Hearing Health Blog

Image of woman getting hearing test with the results superimposed.

Important information about your state of health is offered by a hearing test. Hearing tests can potentially detect other health concerns because the ears are so sensitive. What will you learn from a hearing test?

A Hearing Test, What is it?

Out of the many types of hearing exams, putting on headphones and listening to a series of tones is the basic exam. In order to discover the depth of your hearing loss, the hearing professional will play the tones at various pitches and volumes.

So that you can make sure you hear sounds accurately, another hearing test plays words in one ear and you will repeat them back. In some cases, this test is intentionally done with background noise to see whether that affects your hearing. Tests are commonly done in each ear separately to get a proper measurement for each side.

What is The Meaning of Hearing Test Results?

Ultimately, an ordinary hearing test pinpoints whether a person has hearing loss and the extent of it. Normal hearing in adults with minor hearing loss is 25 decibels or less. Using this test expert can figure out if the hearing loss is:

  • Moderate to severe
  • Profound
  • Moderate
  • Severe
  • Mild

The level of damage is based on the decibel level of the hearing loss.

Do Hearing Tests Determine Anything Else?

Other hearing tests can evaluate the thresholds of air and bone conduction, viability of the structures in the middle ear like the eardrum, type of hearing loss, and a person’s ability to hear clearly when background noise is present.

But hearing tests can also uncover other health issues like:

  • Heart and circulation problems. The inner ear has one blood vessel, and that makes it more sensitive to alterations in blood pressure and cholesterol.
  • Paget’s disease, which can cause severe headaches and pain in the joints and bones.
  • Rheumatoid arthritis. Studies show that people with RA are as much as 300 percent more likely to have hearing loss.
  • Dizziness, vertigo, and other problems associated with Meniere’s disease.
  • Diabetes. Injured blood vessels, like the ones in the inner ear, can theoretically be injured by too much sugar in the blood.
  • Otosclerosis, which if caught early can possibly be reversed.

The hearing specialist will take all the insight uncovered by hearing tests and use it to determine if you are suffering from:

  • Another medical issue like high blood pressure causing hearing loss
  • Injury from trauma
  • Injury from chronic disease or infections
  • Age related hearing loss
  • Tumors
  • Damage caused by exposure to ototoxic chemicals or medications, loud noises
  • Irregular bone growths

After you recognize why you have loss of hearing, you can try to find ways to manage it and to protect your overall health.

A preemptive plan to reduce the risks caused by hearing loss will be formulated by the expert after evaluating the results of the test.

What Are The Risk Factors of Ignoring Hearing Loss?

Medical science is beginning to recognize how quality of life and health are impacted by hearing loss. Researchers from Johns Hopkins examined 636 individuals over 12 years. They found that a greater risk of dementia comes with hearing loss. The risk increases with more significant hearing loss.

Double the risk of dementia comes with moderate hearing loss, based on this study. A moderate loss means three times the risk, and severe hearing impairment raises the risk by five.

There is evidence of social decline with loss of hearing, as well. People who have trouble following discussions will avoid engaging in them. That can lead to more alone time and less time with friends and family.

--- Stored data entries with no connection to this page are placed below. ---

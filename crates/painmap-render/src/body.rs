//! Flat overview of the 3D body for summaries and playback.
//!
//! Each part is drawn as the screen-space outline of its primitive, projected
//! through the locked orbit camera and painted far to near. The result is a
//! presentation of the selection; nothing here reads or writes selection state
//! beyond the appearances it is given.

use crate::compositor::{new_pixmap, to_skia_path};
use crate::error::RenderResult;
use kurbo::{Ellipse, Rect, RoundedRect, Shape as _, Size};
use painmap_core::playback::PlaybackProjector;
use painmap_core::region::{
    BodyPart, BodyRegistry, OrbitCamera, PartAppearance, RegionSelectionModel, RenderMode, Shape, Vec3, appearances,
};
use tiny_skia::{FillRule, Paint, Pixmap, Transform};

const CURVE_TOLERANCE: f64 = 0.1;

/// Screen rectangle covered by a part, with its view depth.
fn project_part(part: &BodyPart, camera: &OrbitCamera, viewport: Size) -> Option<(Rect, f64)> {
    let (_, depth) = camera.project(part.center, viewport)?;
    let half = part.shape.half_extents();
    let mut bounds: Option<Rect> = None;
    for sx in [-1.0, 1.0] {
        for sy in [-1.0, 1.0] {
            for sz in [-1.0, 1.0] {
                let corner = part.center + Vec3::new(half.x * sx, half.y * sy, half.z * sz);
                let (point, _) = camera.project(corner, viewport)?;
                bounds = Some(match bounds {
                    Some(rect) => rect.union_pt(point),
                    None => Rect::from_points(point, point),
                });
            }
        }
    }
    bounds.map(|rect| (rect, depth))
}

fn outline(shape: &Shape, rect: Rect) -> kurbo::BezPath {
    match shape {
        Shape::Sphere { .. } => Ellipse::from_rect(rect).to_path(CURVE_TOLERANCE),
        Shape::Cylinder { .. } => {
            let radius = rect.width().min(rect.height()) / 2.0;
            RoundedRect::from_rect(rect, radius).to_path(CURVE_TOLERANCE)
        }
        Shape::Box { .. } => rect.to_path(CURVE_TOLERANCE),
    }
}

/// Paint the registry as seen by `camera`, using one appearance per part id.
///
/// Parts without an appearance, or behind the camera, are skipped.
pub fn draw_body(pixmap: &mut Pixmap, registry: &BodyRegistry, looks: &[PartAppearance], camera: &OrbitCamera) {
    let viewport = Size::new(f64::from(pixmap.width()), f64::from(pixmap.height()));
    let mut visible: Vec<(&BodyPart, &PartAppearance, Rect, f64)> = registry
        .parts()
        .iter()
        .filter_map(|part| {
            let look = looks.iter().find(|look| look.id == part.id)?;
            let (rect, depth) = project_part(part, camera, viewport)?;
            Some((part, look, rect, depth))
        })
        .collect();
    visible.sort_by(|a, b| b.3.total_cmp(&a.3));

    for (part, look, rect, _) in visible {
        let Some(path) = to_skia_path(&outline(&part.shape, rect)) else {
            continue;
        };
        let rgba = look.color.to_rgba8();
        let alpha = (f64::from(rgba.a) * look.opacity.clamp(0.0, 1.0)).round() as u8;
        let mut paint = Paint::default();
        paint.set_color_rgba8(rgba.r, rgba.g, rgba.b, alpha);
        paint.anti_alias = true;
        pixmap.fill_path(&path, &paint, FillRule::Winding, Transform::identity(), None);
    }
}

/// Render the body with the given appearances into a new pixmap.
pub fn render_body(
    registry: &BodyRegistry,
    looks: &[PartAppearance],
    camera: &OrbitCamera,
    size: Size,
) -> RenderResult<Pixmap> {
    let mut pixmap = new_pixmap(size)?;
    draw_body(&mut pixmap, registry, looks, camera);
    Ok(pixmap)
}

/// Render an editable selection from its current camera view.
pub fn render_selection(model: &RegionSelectionModel, size: Size) -> RenderResult<Pixmap> {
    let looks = appearances(model.registry(), model.regions(), RenderMode::Editing);
    render_body(model.registry(), &looks, model.camera(), size)
}

/// Render a stored snapshot's regions in playback mode, framed by its view.
pub fn render_playback_body(
    projector: &PlaybackProjector<'_>,
    registry: &BodyRegistry,
    size: Size,
) -> RenderResult<Pixmap> {
    let camera = OrbitCamera::new(projector.view().into());
    render_body(registry, &projector.region_appearances(registry), &camera, size)
}
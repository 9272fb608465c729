//! Pointer input translation for mouse and touch events.
//!
//! Hosts deliver pointer positions in screen coordinates. The translator
//! subtracts the drawing surface's screen origin, drops positions outside the
//! surface, and maps the rest through the canvas camera into surface space.

use crate::camera::Camera;
use kurbo::{Point, Rect, Size};
use serde::{Deserialize, Serialize};

/// Modifier keys state.
#[derive(Debug, Clone, Copy, Default, PartialEq, Eq, Serialize, Deserialize)]
pub struct Modifiers {
    pub shift: bool,
    pub ctrl: bool,
    pub alt: bool,
    pub meta: bool,
}

/// Raw pointer position as delivered by the host, in screen coordinates.
#[derive(Debug, Clone, PartialEq, Serialize, Deserialize)]
pub enum PointerInput {
    /// A mouse or pen position.
    Mouse(Point),
    /// All active touch contacts, primary first.
    Touch(Vec<Point>),
}

impl PointerInput {
    /// The primary contact point, if any.
    ///
    /// Secondary touch contacts are never used.
    pub fn primary(&self) -> Option<Point> {
        match self {
            PointerInput::Mouse(position) => Some(*position),
            PointerInput::Touch(contacts) => contacts.first().copied(),
        }
    }
}

/// Maps screen-space pointer input into surface-local coordinates.
#[derive(Debug, Clone)]
pub struct InputTranslator {
    /// Screen position of the surface's top-left corner.
    origin: Point,
    /// On-screen size of the surface.
    size: Size,
}

impl InputTranslator {
    /// Create a translator for a surface at `origin` with the given size.
    pub fn new(origin: Point, size: Size) -> Self {
        Self { origin, size }
    }

    /// Update the surface's screen origin (e.g. after layout changes).
    pub fn set_origin(&mut self, origin: Point) {
        self.origin = origin;
    }

    /// Update the surface's on-screen size.
    pub fn set_size(&mut self, size: Size) {
        self.size = size;
    }

    /// Screen origin of the surface.
    pub fn origin(&self) -> Point {
        self.origin
    }

    /// Surface bounds in surface-local screen pixels.
    pub fn bounds(&self) -> Rect {
        Rect::from_origin_size(Point::ZERO, self.size)
    }

    /// Translate a screen position into canvas-local pixels (before camera).
    ///
    /// Returns `None` when the position lies outside the surface.
    pub fn to_local(&self, screen: Point) -> Option<Point> {
        let local = Point::new(screen.x - self.origin.x, screen.y - self.origin.y);
        let bounds = self.bounds();
        let inside = local.x >= bounds.x0
            && local.x <= bounds.x1
            && local.y >= bounds.y0
            && local.y <= bounds.y1;
        if inside {
            Some(local)
        } else {
            log::trace!("Pointer at {:?} outside surface, ignored", screen);
            None
        }
    }

    /// Translate pointer input into surface coordinates.
    ///
    /// Uses the primary contact only. Returns `None` for input with no
    /// contacts or outside the surface.
    pub fn to_surface(&self, input: &PointerInput, camera: &Camera) -> Option<Point> {
        let primary = input.primary()?;
        self.to_local(primary).map(|local| camera.to_surface(local))
    }
}

#[cfg(test)]
mod tests {
    use super::*;
    use kurbo::Vec2;

    fn translator() -> InputTranslator {
        InputTranslator::new(Point::new(100.0, 50.0), Size::new(600.0, 800.0))
    }

    #[test]
    fn test_mouse_subtracts_origin() {
        let t = translator();
        let p = t
            .to_surface(&PointerInput::Mouse(Point::new(110.0, 60.0)), &Camera::new())
            .unwrap();
        assert_eq!(p, Point::new(10.0, 10.0));
    }

    #[test]
    fn test_touch_uses_primary_contact() {
        let t = translator();
        let input = PointerInput::Touch(vec![Point::new(130.0, 80.0), Point::new(400.0, 400.0)]);
        let p = t.to_surface(&input, &Camera::new()).unwrap();
        assert_eq!(p, Point::new(30.0, 30.0));
    }

    #[test]
    fn test_empty_touch_is_ignored() {
        let t = translator();
        assert!(t.to_surface(&PointerInput::Touch(vec![]), &Camera::new()).is_none());
    }

    #[test]
    fn test_outside_bounds_is_ignored() {
        let t = translator();
        let camera = Camera::new();
        assert!(t.to_surface(&PointerInput::Mouse(Point::new(50.0, 60.0)), &camera).is_none());
        assert!(t.to_surface(&PointerInput::Mouse(Point::new(800.0, 60.0)), &camera).is_none());
        // Edges are inside
        assert!(t.to_surface(&PointerInput::Mouse(Point::new(100.0, 50.0)), &camera).is_some());
    }

    #[test]
    fn test_camera_applied_after_origin() {
        let t = translator();
        let mut camera = Camera::new();
        camera.pan(Vec2::new(10.0, 20.0));
        camera.zoom_by(1.0);

        let p = t
            .to_surface(&PointerInput::Mouse(Point::new(210.0, 170.0)), &camera)
            .unwrap();
        // local (110, 120) -> minus pan (100, 100) -> / zoom 2
        assert!((p.x - 50.0).abs() < 1e-9);
        assert!((p.y - 50.0).abs() < 1e-9);
    }

    #[test]
    fn test_origin_update() {
        let mut t = translator();
        t.set_origin(Point::ZERO);
        let p = t.to_local(Point::new(5.0, 5.0)).unwrap();
        assert_eq!(p, Point::new(5.0, 5.0));
    }
}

A hearing test may explain a recent bout of fatigue, too. In order to understand what you hear, the brain needs to do work. When there is hearing loss, it will have to work harder to pick up on sound and translate it. That robs your other senses of energy and makes you feel tired all the time.

Finally, the National Council on Aging states there is a clear correlation between depression and hearing loss, specifically age-related hearing loss when it is left untreated.

Treating hearing loss, with hearing aids or other hearing technology, can decrease or even get rid of these risks, and a hearing test is the first step for correct treatment.

A pain free way to find out about your hearing and your health is a professional hearing test so schedule your appointment today.